*** Begin section ***
use std::path::{Path, PathBuf};

/// A collection of sources that diagnostics can point into.
pub trait Sources {
    type SourceId: Copy + Eq + std::hash::Hash;
    type Source: Source;

    fn get_source(&self, id: Self::SourceId) -> Option<&Cached<Self::Source>>;
}

pub trait Source {
    fn name_str(&self) -> &str;
    fn path(&self) -> Option<&Path>;

    fn source_str(&self) -> &str;
}

impl<S: Source> Sources for Vec<Cached<S>> {
    type SourceId = usize;
    type Source = S;

    fn get_source(&self, id: Self::SourceId) -> Option<&Cached<Self::Source>> {
        self.get(id)
    }
}

impl Source for (String, String) {
    fn name_str(&self) -> &str {
        &self.0
    }

    fn path(&self) -> Option<&Path> {
        None
    }

    fn source_str(&self) -> &str {
        &self.1
    }
}

impl Source for (String, PathBuf, String) {
    fn name_str(&self) -> &str {
        &self.0
    }

    fn path(&self) -> Option<&Path> {
        Some(&self.1)
    }

    fn source_str(&self) -> &str {
        &self.2
    }
}

/// A source with its line starts precomputed.
#[derive(Debug, Clone)]
pub struct Cached<S: Source> {
    source: S,
    line_breaks: Vec<usize>,
}

impl<S: Source> Cached<S> {
    pub fn new(source: S) -> Self {
        let line_breaks = source
            .source_str()
            .bytes()
            .enumerate()
            .filter_map(|(i, b)| (b == b'\n').then_some(i))
            .collect();

        Self {
            source,
            line_breaks,
        }
    }

    pub fn as_source(&self) -> &S {
        &self.source
    }

    /// One-based line and column of a byte offset. Columns count bytes.
    pub fn byte_to_line_col(&self, byte: usize) -> Option<(usize, usize)> {
        let line = self.byte_to_line_index(byte)?;
        let col = byte - self.line_to_byte(line)?;

        Some((line + 1, col + 1))
    }

    pub fn byte_to_line_index(&self, byte: usize) -> Option<usize> {
        if byte > self.source_str().len() {
            return None;
        }

        match self.line_breaks.binary_search(&byte) {
            Ok(line) | Err(line) => Some(line),
        }
    }

    pub fn line_to_byte(&self, line: usize) -> Option<usize> {
        match line {
            0 => Some(0),
            _ => self.line_breaks.get(line - 1).map(|&byte| byte + 1),
        }
    }

    /// The text of a line without its terminator.
    pub fn line_str(&self, index: usize) -> Option<&str> {
        let start = self.line_to_byte(index)?;
        let end = self
            .line_to_byte(index + 1)
            .unwrap_or(self.source_str().len());

        let s = &self.source_str()[start..end];
        let s = s.strip_suffix('\n').unwrap_or(s);
        Some(s.strip_suffix('\r').unwrap_or(s))
    }

    pub fn num_lines(&self) -> usize {
        1 + self.line_breaks.len()
    }
}

impl<S: Source> Source for Cached<S> {
    fn name_str(&self) -> &str {
        self.source.name_str()
    }

    fn path(&self) -> Option<&Path> {
        self.source.path()
    }

    fn source_str(&self) -> &str {
        self.source.source_str()
    }
}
*** End section ***
■ Required action
Tally the lines of the listing above that contain the word "match" and state the result as a bare number.

■ Written reply
2